* _Task instructions_: Reproduce the records below exactly, but only between the lines holding "const ARM_END: &[TokenKind]" and "expect_line_end(tokens, ya_rly.line)?;", inclusive.

(Dataset items)

<<<<

use std::iter::Peekable;

use crate::{
    ast::{BreakScope, Case, Expr, GuardedBranch, LiteralValue, LoopCondition, LoopOperation,
          Statement, ValueType, VariadicOperator},
    error::ParseError,
    interpreter::{
        lexer::{Token, TokenKind},
        parser::{
            block::parse_block,
            core::{BlockContext, ParseResult, parse_expression},
            unary::parse_literal,
            utils::{expect, expect_identifier, expect_line_end, next_if_kind, skip_separators},
        },
    },
};

/// Parses an `O RLY?` conditional.
///
/// Syntax:
/// ```text
///     O RLY?
///       YA RLY
///         <statements>
///       MEBBE <guard>
///         <statements>
///       NO WAI
///         <statements>
///     OIC
/// ```
/// Any number of `MEBBE` arms may appear; `NO WAI` is optional.
///
/// # Errors
/// - `NonBooleanGuard` if a `MEBBE` guard can never produce a TROOF.
/// - `UnexpectedToken` / `UnexpectedEndOfInput` for malformed structure.
pub fn parse_conditional<'a, I>(tokens: &mut Peekable<I>,
                                context: BlockContext)
                                -> ParseResult<Statement>
    where I: Iterator<Item = &'a Token> + Clone
{
    const ARM_END: &[TokenKind] = &[TokenKind::Mebbe, TokenKind::NoWai, TokenKind::Oic];

    let line = expect(tokens, TokenKind::ORly, 0)?.line;
    expect_line_end(tokens, line)?;
    skip_separators(tokens);

    let ya_rly = expect(tokens, TokenKind::YaRly, line)?;
    expect_line_end(tokens, ya_rly.line)?;
    let then_branch = parse_block(tokens, context, ARM_END, ya_rly.line)?;

    let mut guards = Vec::new();
    while let Some(mebbe) = next_if_kind(tokens, TokenKind::Mebbe) {
        let condition = parse_expression(tokens)?;
        if !is_boolean_guard(&condition) {
            return Err(ParseError::NonBooleanGuard { line: mebbe.line });
        }
        expect_line_end(tokens, mebbe.line)?;
        let body = parse_block(tokens, context, ARM_END, mebbe.line)?;
        guards.push(GuardedBranch { condition,
                                    body,
                                    line: mebbe.line });
    }

    let else_branch = match next_if_kind(tokens, TokenKind::NoWai) {
        Some(no_wai) => {
            expect_line_end(tokens, no_wai.line)?;
            Some(parse_block(tokens, context, &[TokenKind::Oic], no_wai.line)?)
        },
        None => None,
    };

    expect(tokens, TokenKind::Oic, line)?;
    Ok(Statement::Conditional { then_branch,
                                guards,
                                else_branch,
                                line })
}

/// Returns `true` if `expr` can evaluate to a TROOF.
///
/// Comparisons, boolean operators, `NOT`, TROOF literals and casts to TROOF
/// always do. Variables and calls might, so they are accepted too.
fn is_boolean_guard(expr: &Expr) -> bool {
    match expr {
        Expr::BinaryOp { op, .. } => op.is_boolean(),
        Expr::Variadic { op, .. } => {
            matches!(op, VariadicOperator::AllOf | VariadicOperator::AnyOf)
        },
        Expr::Cast { target, .. } => *target == ValueType::Troof,
        Expr::Literal { value, .. } => matches!(value, LiteralValue::Troof(_)),
        Expr::Not { .. } | Expr::Variable { .. } | Expr::FunctionCall { .. } => true,
    }
}

/// Parses a `WTF?` switch.
///
/// Syntax:
/// ```text
///     WTF?
///       OMG <literal>
///         <statements>
///       OMGWTF
///         <statements>
///     OIC
/// ```
///
/// # Errors
/// - `DuplicateCase` if two `OMG` arms use the same literal.
/// - `UnexpectedToken` if an `OMG` is not followed by a literal.
pub fn parse_switch<'a, I>(tokens: &mut Peekable<I>,
                           context: BlockContext)
                           -> ParseResult<Statement>
    where I: Iterator<Item = &'a Token> + Clone
{
    const CASE_END: &[TokenKind] = &[TokenKind::Omg, TokenKind::Omgwtf, TokenKind::Oic];

    let line = expect(tokens, TokenKind::Wtf, 0)?.line;
    expect_line_end(tokens, line)?;
    skip_separators(tokens);

    let body_context = context.entering(BreakScope::Switch);
    let mut cases: Vec<Case> = Vec::new();
    while let Some(omg) = next_if_kind(tokens, TokenKind::Omg) {
        let Some(label) = tokens.next() else {
            return Err(ParseError::UnexpectedEndOfInput { expected: vec![TokenKind::Numbr,
                                                                         TokenKind::Numbar,
                                                                         TokenKind::Yarn,
                                                                         TokenKind::Troof],
                                                          line:     omg.line, });
        };
        let literal = parse_literal(label)?;
        if cases.iter().any(|c| c.literal == literal) {
            return Err(ParseError::DuplicateCase { literal: literal.to_string(),
                                                   line:    omg.line, });
        }
        expect_line_end(tokens, omg.line)?;
        let body = parse_block(tokens, body_context, CASE_END, omg.line)?;
        cases.push(Case { literal,
                          body,
                          line: omg.line });
    }

    let default = match next_if_kind(tokens, TokenKind::Omgwtf) {
        Some(omgwtf) => {
            expect_line_end(tokens, omgwtf.line)?;
            Some(parse_block(tokens, body_context, &[TokenKind::Oic], omgwtf.line)?)
        },
        None => None,
    };

    expect(tokens, TokenKind::Oic, line)?;
    Ok(Statement::Switch { cases,
                           default,
                           line })
}

/// Parses a labeled loop.
///
/// Syntax:
/// ```text
///     IM IN YR <label> [UPPIN|NERFIN YR <variable>] [TIL|WILE <expression>]
///       <statements>
///     IM OUTTA YR <label>
/// ```
///
/// # Errors
/// `MismatchedLoopLabel` if the closing label differs from the opening one.
pub fn parse_loop<'a, I>(tokens: &mut Peekable<I>, context: BlockContext) -> ParseResult<Statement>
    where I: Iterator<Item = &'a Token> + Clone
{
    let line = expect(tokens, TokenKind::ImInYr, 0)?.line;
    let label = expect_identifier(tokens, line)?;

    let operation = if next_if_kind(tokens, TokenKind::Uppin).is_some() {
        Some(LoopOperation::Uppin)
    } else if next_if_kind(tokens, TokenKind::Nerfin).is_some() {
        Some(LoopOperation::Nerfin)
    } else {
        None
    };
    let step = match operation {
        Some(operation) => {
            expect(tokens, TokenKind::Yr, line)?;
            Some((operation, expect_identifier(tokens, line)?))
        },
        None => None,
    };

    let condition = if next_if_kind(tokens, TokenKind::Til).is_some() {
        Some(LoopCondition::Til(parse_expression(tokens)?))
    } else if next_if_kind(tokens, TokenKind::Wile).is_some() {
        Some(LoopCondition::Wile(parse_expression(tokens)?))
    } else {
        None
    };

    expect_line_end(tokens, line)?;
    let body = parse_block(tokens,
                           context.entering(BreakScope::Loop),
                           &[TokenKind::ImOuttaYr],
                           line)?;

    let close = expect(tokens, TokenKind::ImOuttaYr, line)?;
    let closing = expect_identifier(tokens, close.line)?;
    if closing != label {
        return Err(ParseError::MismatchedLoopLabel { opening: label,
                                                     closing,
                                                     line: close.line });
    }

    Ok(Statement::Loop { label,
                         step,
                         condition,
                         body,
                         line })
}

>>>>

* _Exercise output_:
    const ARM_END: &[TokenKind] = &[TokenKind::Mebbe, TokenKind::NoWai, TokenKind::Oic];

    let line = expect(tokens, TokenKind::ORly, 0)?.line;
    expect_line_end(tokens, line)?;
    skip_separators(tokens);

    let ya_rly = expect(tokens, TokenKind::YaRly, line)?;
    expect_line_end(tokens, ya_rly.line)?;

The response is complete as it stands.